- ASSIGNMENT
In the entries below, count the lines that include the word "ScaleAxis" and reply with the number alone.

- INPUT DATA
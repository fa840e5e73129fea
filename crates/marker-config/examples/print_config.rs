/// Example program to print the loaded configuration
///
/// Run with: cargo run -p marker-config --example print_config

fn main() {
    // Load configuration from marker.toml
    let config = marker_config::MarkerConfig::load();

    println!("=== Marker Configuration ===\n");

    println!("Directive Defaults:");
    println!("  Direction: {}", config.defaults.direction);
    println!("  Theme: {}", config.defaults.theme);
    println!("  Scroll Start: {}", config.defaults.scroll_start);
    println!("  Stagger Start: {}", config.defaults.stagger_start);
    println!("  Stagger (ms): {}", config.defaults.stagger_ms);
    println!();

    println!("Bar Settings:");
    println!("  Duration (s): {}", config.bar.duration_seconds);
    println!("  Ease: {}", config.bar.ease);
    println!();

    println!("Bootstrap Settings:");
    println!("  Poll Interval (ms): {}", config.bootstrap.poll_interval_ms);
    println!("  Timeout (ms): {}", config.bootstrap.timeout_ms);
    println!("  Reduced Motion: {:?}", config.bootstrap.reduced_motion);
    println!();

    match toml::to_string_pretty(&config) {
        Ok(toml_str) => {
            println!("=== Serialized Configuration ===");
            println!("{}", toml_str);
        }
        Err(e) => {
            eprintln!("Failed to serialize config: {}", e);
        }
    }
}
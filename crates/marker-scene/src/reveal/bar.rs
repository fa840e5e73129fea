use marker_dom::{Document, ElementId};

use crate::animation::ScaleAxis;

/// Builds the covering bars placed inside each line wrapper.
#[derive(Debug, Clone)]
pub struct BarFactory {
    class: String,
}

impl Default for BarFactory {
    fn default() -> Self {
        Self::new("highlight-marker-bar")
    }
}

impl BarFactory {
    pub fn new(class: impl Into<String>) -> Self {
        Self {
            class: class.into(),
        }
    }

    pub fn class(&self) -> &str {
        &self.class
    }

    /// Create a detached bar that fully covers its container.
    pub fn create(
        &self,
        doc: &mut Document,
        color: &str,
        origin: &str,
        axis: ScaleAxis,
    ) -> ElementId {
        let bar = doc.create_element("div");
        doc.add_class(bar, &self.class);
        doc.set_style(bar, "background-color", color);
        doc.set_style(bar, "transform-origin", origin);
        doc.set_style(bar, "transform", axis.transform(1.0));
        doc.set_style(bar, "position", "absolute");
        doc.set_style(bar, "inset", "0");
        doc.set_style(bar, "pointer-events", "none");
        bar
    }

    /// Remove every bar under `scope`. Returns how many were removed.
    pub fn remove_all(&self, doc: &mut Document, scope: ElementId) -> usize {
        let bars = doc.elements_with_class(scope, &self.class);
        for bar in &bars {
            doc.remove(*bar);
        }
        bars.len()
    }
}
use std::fs;

use anyhow::Result;
use marker_dom::{Rect, document_from_file, document_from_html};

#[test]
fn loads_document_from_file() -> Result<()> {
    let temp = tempfile::tempdir()?;
    let path = temp.path().join("page.html");
    fs::write(
        &path,
        r#"<html><body>
            <p data-highlight-marker-reveal data-marker-direction="up">First block</p>
            <p>Not a target</p>
            <p data-highlight-marker-reveal>Second block</p>
        </body></html>"#,
    )?;

    let doc = document_from_file(&path)?;
    let targets = doc.elements_with_attribute("data-highlight-marker-reveal");
    assert_eq!(targets.len(), 2);
    assert_eq!(doc.text_content(targets[0]), "First block");
    assert_eq!(doc.attribute(targets[0], "data-marker-direction"), Some("up"));
    assert_eq!(doc.text_content(targets[1]), "Second block");
    Ok(())
}

#[test]
fn missing_file_reports_path() {
    let err = document_from_file(std::path::Path::new("/definitely/not/here.html"))
        .expect_err("missing file should fail");
    assert!(format!("{err:#}").contains("here.html"));
}

#[test]
fn geometry_round_trips_through_elements() -> Result<()> {
    let mut doc = document_from_html("<p id=a>text</p>")?;
    let p = doc.children(doc.body())[0];
    assert_eq!(doc.rect(p), None);
    doc.set_rect(p, Rect::new(0.0, 120.0, 640.0, 48.0));
    assert_eq!(doc.rect(p).map(|r| r.bottom()), Some(168.0));
    Ok(())
}
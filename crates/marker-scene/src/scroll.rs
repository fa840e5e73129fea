//! One-shot scroll bindings.
//!
//! A binding watches a trigger element and fires its callback the first
//! time the element's anchor line passes the viewport's anchor line, e.g.
//! `"top 90%"` fires once the element's top edge is at or above the line 90%
//! down the viewport. Either edge may carry a relative pixel offset, as in
//! `"top bottom-=100px"`. Bindings fire at most once; cancelling is
//! idempotent and also releases the record of a fired binding.

use std::collections::{BTreeMap, HashSet};
use std::fmt;
use std::sync::atomic::{AtomicU64, Ordering};

use marker_dom::{Document, ElementId};
use tracing::{debug, trace};

use crate::animation::Animator;

/// A position along an element or the viewport.
#[derive(Debug, Clone, Copy, PartialEq)]
pub enum Anchor {
    Top,
    Center,
    Bottom,
    /// Percentage of the height, measured from the top.
    Percent(f64),
    /// Pixel offset from the top.
    Pixels(f64),
}

impl Anchor {
    pub fn parse(token: &str) -> Option<Self> {
        let token = token.trim();
        match token {
            "top" => return Some(Self::Top),
            "center" => return Some(Self::Center),
            "bottom" => return Some(Self::Bottom),
            _ => {}
        }
        if let Some(pct) = token.strip_suffix('%') {
            return pct
                .parse::<f64>()
                .ok()
                .filter(|v| v.is_finite())
                .map(Self::Percent);
        }
        let px = token.strip_suffix("px").unwrap_or(token);
        px.parse::<f64>()
            .ok()
            .filter(|v| v.is_finite())
            .map(Self::Pixels)
    }

    /// Distance from the top edge of a box of height `size`.
    pub fn offset(&self, size: f64) -> f64 {
        match self {
            Self::Top => 0.0,
            Self::Center => size / 2.0,
            Self::Bottom => size,
            Self::Percent(p) => size * p / 100.0,
            Self::Pixels(px) => *px,
        }
    }
}

impl fmt::Display for Anchor {
    fn fmt(&self, f: &mut fmt::Formatter<'_>) -> fmt::Result {
        match self {
            Self::Top => f.write_str("top"),
            Self::Center => f.write_str("center"),
            Self::Bottom => f.write_str("bottom"),
            Self::Percent(p) => write!(f, "{p}%"),
            Self::Pixels(px) => write!(f, "{px}px"),
        }
    }
}

/// An anchor shifted by a relative pixel offset, written `bottom-=100px` or
/// `top+=50`.
#[derive(Debug, Clone, Copy, PartialEq)]
pub struct Edge {
    pub anchor: Anchor,
    pub offset: f64,
}

impl Edge {
    pub fn parse(token: &str) -> Option<Self> {
        let token = token.trim();
        let Some(split) = token.find("+=").or_else(|| token.find("-=")) else {
            return Anchor::parse(token).map(Self::from);
        };
        let (base, relative) = (&token[..split], &token[split + 2..]);
        if base.is_empty() {
            return None;
        }
        let anchor = Anchor::parse(base)?;
        let magnitude = relative
            .strip_suffix("px")
            .unwrap_or(relative)
            .parse::<f64>()
            .ok()
            .filter(|v| v.is_finite())?;
        let offset = if token[split..].starts_with('-') {
            -magnitude
        } else {
            magnitude
        };
        Some(Self { anchor, offset })
    }

    /// Distance from the top edge of a box of height `size`.
    pub fn position(&self, size: f64) -> f64 {
        self.anchor.offset(size) + self.offset
    }
}

impl From<Anchor> for Edge {
    fn from(anchor: Anchor) -> Self {
        Self {
            anchor,
            offset: 0.0,
        }
    }
}

impl fmt::Display for Edge {
    fn fmt(&self, f: &mut fmt::Formatter<'_>) -> fmt::Result {
        write!(f, "{}", self.anchor)?;
        if self.offset > 0.0 {
            write!(f, "+={}px", self.offset)?;
        } else if self.offset < 0.0 {
            write!(f, "-={}px", -self.offset)?;
        }
        Ok(())
    }
}

/// `<element-edge> <viewport-edge>` threshold.
#[derive(Debug, Clone, Copy, PartialEq)]
pub struct ScrollStart {
    pub element: Edge,
    pub viewport: Edge,
}

impl Default for ScrollStart {
    fn default() -> Self {
        Self {
            element: Anchor::Top.into(),
            viewport: Anchor::Percent(90.0).into(),
        }
    }
}

impl ScrollStart {
    /// Parse exactly two whitespace-separated edges.
    pub fn parse(spec: &str) -> Option<Self> {
        let mut parts = spec.split_whitespace();
        let element = Edge::parse(parts.next()?)?;
        let viewport = Edge::parse(parts.next()?)?;
        if parts.next().is_some() {
            return None;
        }
        Some(Self { element, viewport })
    }

    /// Whether an element occupying `rect_top..rect_top + rect_height` has
    /// crossed the threshold in `viewport`.
    pub fn is_crossed(&self, rect_top: f64, rect_height: f64, viewport: Viewport) -> bool {
        let element_line = rect_top + self.element.position(rect_height);
        let viewport_line = viewport.scroll_top + self.viewport.position(viewport.height);
        element_line <= viewport_line
    }
}

impl fmt::Display for ScrollStart {
    fn fmt(&self, f: &mut fmt::Formatter<'_>) -> fmt::Result {
        write!(f, "{} {}", self.element, self.viewport)
    }
}

/// Visible window of the page in page coordinates.
#[derive(Debug, Clone, Copy, PartialEq)]
pub struct Viewport {
    pub scroll_top: f64,
    pub height: f64,
}

impl Viewport {
    pub fn new(scroll_top: f64, height: f64) -> Self {
        Self { scroll_top, height }
    }
}

/// Identifier of a scroll binding.
#[derive(Debug, Clone, Copy, PartialEq, Eq, Hash, PartialOrd, Ord)]
pub struct BindingId(pub u64);

impl BindingId {
    pub fn new() -> Self {
        static COUNTER: AtomicU64 = AtomicU64::new(1);
        Self(COUNTER.fetch_add(1, Ordering::Relaxed))
    }
}

impl Default for BindingId {
    fn default() -> Self {
        Self::new()
    }
}

/// Callback run when a binding fires.
pub type EnterCallback = Box<dyn FnOnce(&mut dyn Animator)>;

/// Scroll-visibility observer used by the reveal.
pub trait ScrollObserver {
    /// Register a one-shot binding on `trigger`.
    fn subscribe(
        &mut self,
        trigger: ElementId,
        start: ScrollStart,
        on_enter: EnterCallback,
    ) -> BindingId;

    /// Drop a binding before it fires, or forget one that already fired.
    /// Returns whether it was still live.
    fn cancel(&mut self, id: BindingId) -> bool;

    /// Whether the binding is registered and has not fired.
    fn is_live(&self, id: BindingId) -> bool;

    fn has_fired(&self, id: BindingId) -> bool;

    /// Fire every live binding whose threshold is crossed in `viewport`.
    /// Returns the number of bindings fired.
    fn update(&mut self, doc: &Document, viewport: Viewport, animator: &mut dyn Animator)
    -> usize;

    fn live_bindings(&self) -> usize;
}

struct Binding {
    trigger: ElementId,
    start: ScrollStart,
    on_enter: EnterCallback,
}

/// Default [`ScrollObserver`] driven by explicit viewport updates.
#[derive(Default)]
pub struct ScrollTracker {
    bindings: BTreeMap<BindingId, Binding>,
    fired: HashSet<BindingId>,
}

impl fmt::Debug for ScrollTracker {
    fn fmt(&self, f: &mut fmt::Formatter<'_>) -> fmt::Result {
        f.debug_struct("ScrollTracker")
            .field("live", &self.bindings.len())
            .field("fired", &self.fired.len())
            .finish()
    }
}

impl ScrollTracker {
    pub fn new() -> Self {
        Self::default()
    }
}

impl ScrollObserver for ScrollTracker {
    fn subscribe(
        &mut self,
        trigger: ElementId,
        start: ScrollStart,
        on_enter: EnterCallback,
    ) -> BindingId {
        let id = BindingId::new();
        debug!(binding = id.0, %trigger, %start, "scroll binding created");
        self.bindings.insert(
            id,
            Binding {
                trigger,
                start,
                on_enter,
            },
        );
        id
    }

    fn cancel(&mut self, id: BindingId) -> bool {
        self.fired.remove(&id);
        self.bindings.remove(&id).is_some()
    }

    fn is_live(&self, id: BindingId) -> bool {
        self.bindings.contains_key(&id)
    }

    fn has_fired(&self, id: BindingId) -> bool {
        self.fired.contains(&id)
    }

    fn update(
        &mut self,
        doc: &Document,
        viewport: Viewport,
        animator: &mut dyn Animator,
    ) -> usize {
        let crossed: Vec<BindingId> = self
            .bindings
            .iter()
            .filter(|(_, binding)| {
                if !doc.is_connected(binding.trigger) {
                    return false;
                }
                doc.rect(binding.trigger).is_some_and(|rect| {
                    binding.start.is_crossed(rect.y, rect.height, viewport)
                })
            })
            .map(|(id, _)| *id)
            .collect();

        for id in &crossed {
            if let Some(binding) = self.bindings.remove(id) {
                trace!(binding = id.0, trigger = %binding.trigger, "scroll binding fired");
                self.fired.insert(*id);
                (binding.on_enter)(animator);
            }
        }
        crossed.len()
    }

    fn live_bindings(&self) -> usize {
        self.bindings.len()
    }
}

#[cfg(test)]
mod tests {
    use super::*;
    use crate::animation::TimelineEngine;
    use marker_dom::Rect;
    use std::cell::Cell;
    use std::rc::Rc;

    fn counter() -> (Rc<Cell<u32>>, EnterCallback) {
        let count = Rc::new(Cell::new(0));
        let seen = Rc::clone(&count);
        (count, Box::new(move |_: &mut dyn Animator| seen.set(seen.get() + 1)))
    }

    fn placed(doc: &mut Document, y: f64) -> ElementId {
        let el = doc.create_element("p");
        doc.append_child(doc.body(), el);
        doc.set_rect(el, Rect::new(0.0, y, 600.0, 40.0));
        el
    }

    #[test]
    fn parses_position_specs() {
        assert_eq!(ScrollStart::parse("top 90%"), Some(ScrollStart::default()));
        assert_eq!(
            ScrollStart::parse("center  bottom"),
            Some(ScrollStart {
                element: Anchor::Center.into(),
                viewport: Anchor::Bottom.into()
            })
        );
        assert_eq!(
            ScrollStart::parse("20px 100"),
            Some(ScrollStart {
                element: Anchor::Pixels(20.0).into(),
                viewport: Anchor::Pixels(100.0).into()
            })
        );
        assert_eq!(ScrollStart::parse("top"), None);
        assert_eq!(ScrollStart::parse("middle 50%"), None);
        assert_eq!(ScrollStart::parse("top 50% extra"), None);
        assert_eq!(ScrollStart::default().to_string(), "top 90%");
    }

    #[test]
    fn parses_relative_offsets() {
        let start = ScrollStart::parse("top bottom-=100px").unwrap();
        assert_eq!(start.element, Edge::from(Anchor::Top));
        assert_eq!(
            start.viewport,
            Edge {
                anchor: Anchor::Bottom,
                offset: -100.0
            }
        );
        assert_eq!(start.to_string(), "top bottom-=100px");

        let start = ScrollStart::parse("top+=50 80%").unwrap();
        assert_eq!(
            start.element,
            Edge {
                anchor: Anchor::Top,
                offset: 50.0
            }
        );
        assert_eq!(start.viewport, Edge::from(Anchor::Percent(80.0)));

        assert_eq!(ScrollStart::parse("+=50 80%"), None);
        assert_eq!(ScrollStart::parse("top bottom-=far"), None);
    }

    #[test]
    fn relative_offsets_shift_the_threshold() {
        let start = ScrollStart::parse("top bottom-=100px").unwrap();
        // viewport line at 0 + 1000 - 100
        assert!(!start.is_crossed(950.0, 40.0, Viewport::new(0.0, 1000.0)));
        assert!(start.is_crossed(900.0, 40.0, Viewport::new(0.0, 1000.0)));

        let start = ScrollStart::parse("top+=50 top").unwrap();
        assert!(!start.is_crossed(0.0, 40.0, Viewport::new(49.0, 1000.0)));
        assert!(start.is_crossed(0.0, 40.0, Viewport::new(50.0, 1000.0)));
    }

    #[test]
    fn fires_once_when_threshold_crossed() {
        let mut doc = Document::new();
        let el = placed(&mut doc, 1000.0);
        let mut engine = TimelineEngine::new();
        let mut tracker = ScrollTracker::new();
        let (count, callback) = counter();
        let id = tracker.subscribe(el, ScrollStart::default(), callback);

        // viewport line at 0 + 900
        assert_eq!(tracker.update(&doc, Viewport::new(0.0, 1000.0), &mut engine), 0);
        assert!(tracker.is_live(id));

        // viewport line at 200 + 900 >= 1000
        assert_eq!(tracker.update(&doc, Viewport::new(200.0, 1000.0), &mut engine), 1);
        assert_eq!(count.get(), 1);
        assert!(!tracker.is_live(id));
        assert!(tracker.has_fired(id));

        // leaving and re-entering never fires again
        tracker.update(&doc, Viewport::new(0.0, 1000.0), &mut engine);
        tracker.update(&doc, Viewport::new(500.0, 1000.0), &mut engine);
        assert_eq!(count.get(), 1);
        assert!(!tracker.cancel(id), "cancel after firing is a no-op");
    }

    #[test]
    fn cancelled_bindings_never_fire() {
        let mut doc = Document::new();
        let el = placed(&mut doc, 0.0);
        let mut engine = TimelineEngine::new();
        let mut tracker = ScrollTracker::new();
        let (count, callback) = counter();
        let id = tracker.subscribe(el, ScrollStart::default(), callback);

        assert!(tracker.cancel(id));
        assert!(!tracker.cancel(id));
        tracker.update(&doc, Viewport::new(0.0, 1000.0), &mut engine);
        assert_eq!(count.get(), 0);
        assert_eq!(tracker.live_bindings(), 0);
    }

    #[test]
    fn cancelling_fired_bindings_releases_them() {
        let mut doc = Document::new();
        let el = placed(&mut doc, 0.0);
        let mut engine = TimelineEngine::new();
        let mut tracker = ScrollTracker::new();

        for _ in 0..50 {
            let (_, callback) = counter();
            let id = tracker.subscribe(el, ScrollStart::default(), callback);
            assert_eq!(tracker.update(&doc, Viewport::new(0.0, 1000.0), &mut engine), 1);
            assert!(tracker.has_fired(id));

            assert!(!tracker.cancel(id));
            assert!(!tracker.has_fired(id));
        }
        assert!(tracker.fired.is_empty());
        assert_eq!(tracker.live_bindings(), 0);
    }

    #[test]
    fn detached_or_unplaced_triggers_wait() {
        let mut doc = Document::new();
        let unplaced = doc.create_element("p");
        doc.append_child(doc.body(), unplaced);
        let detached = placed(&mut doc, 0.0);
        doc.remove(detached);

        let mut engine = TimelineEngine::new();
        let mut tracker = ScrollTracker::new();
        let (count, a) = counter();
        let b: EnterCallback = {
            let count = Rc::clone(&count);
            Box::new(move |_: &mut dyn Animator| count.set(count.get() + 1))
        };
        tracker.subscribe(unplaced, ScrollStart::default(), a);
        tracker.subscribe(detached, ScrollStart::default(), b);

        assert_eq!(tracker.update(&doc, Viewport::new(0.0, 1000.0), &mut engine), 0);
        assert_eq!(count.get(), 0);
        assert_eq!(tracker.live_bindings(), 2);
    }
}
//! Highlight reveal: directive resolution, bar creation, per-target build
//! orchestration, teardown and the reduced-motion gate.
//!
//! ```text
//! Reveal::start
//!   ├── reduced motion -> show every target, stay inert
//!   └── initialize -> cleanup_all -> request(target)*
//!
//! Reveal::frame
//!   ├── prune_detached
//!   ├── splitter.poll -> handle_segmentation -> bars + timeline + binding
//!   ├── scroll.update -> timeline.play
//!   └── animator.advance
//! ```

mod bar;
mod config;
mod gate;
mod lifecycle;
mod orchestrator;

pub use bar::BarFactory;
pub use config::{
    ConfigResolver, DEFAULT_BAR_DURATION, DEFAULT_STAGGER_MS, Direction, RevealConfig,
    StaggerStart, parse_stagger_ms, resolve_color,
};
pub use gate::MotionPreference;
pub use orchestrator::{
    Build, Collaborators, Reveal, RevealInstance, RevealMode, TargetPhase,
};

- RESULT FOR THIS TASK
2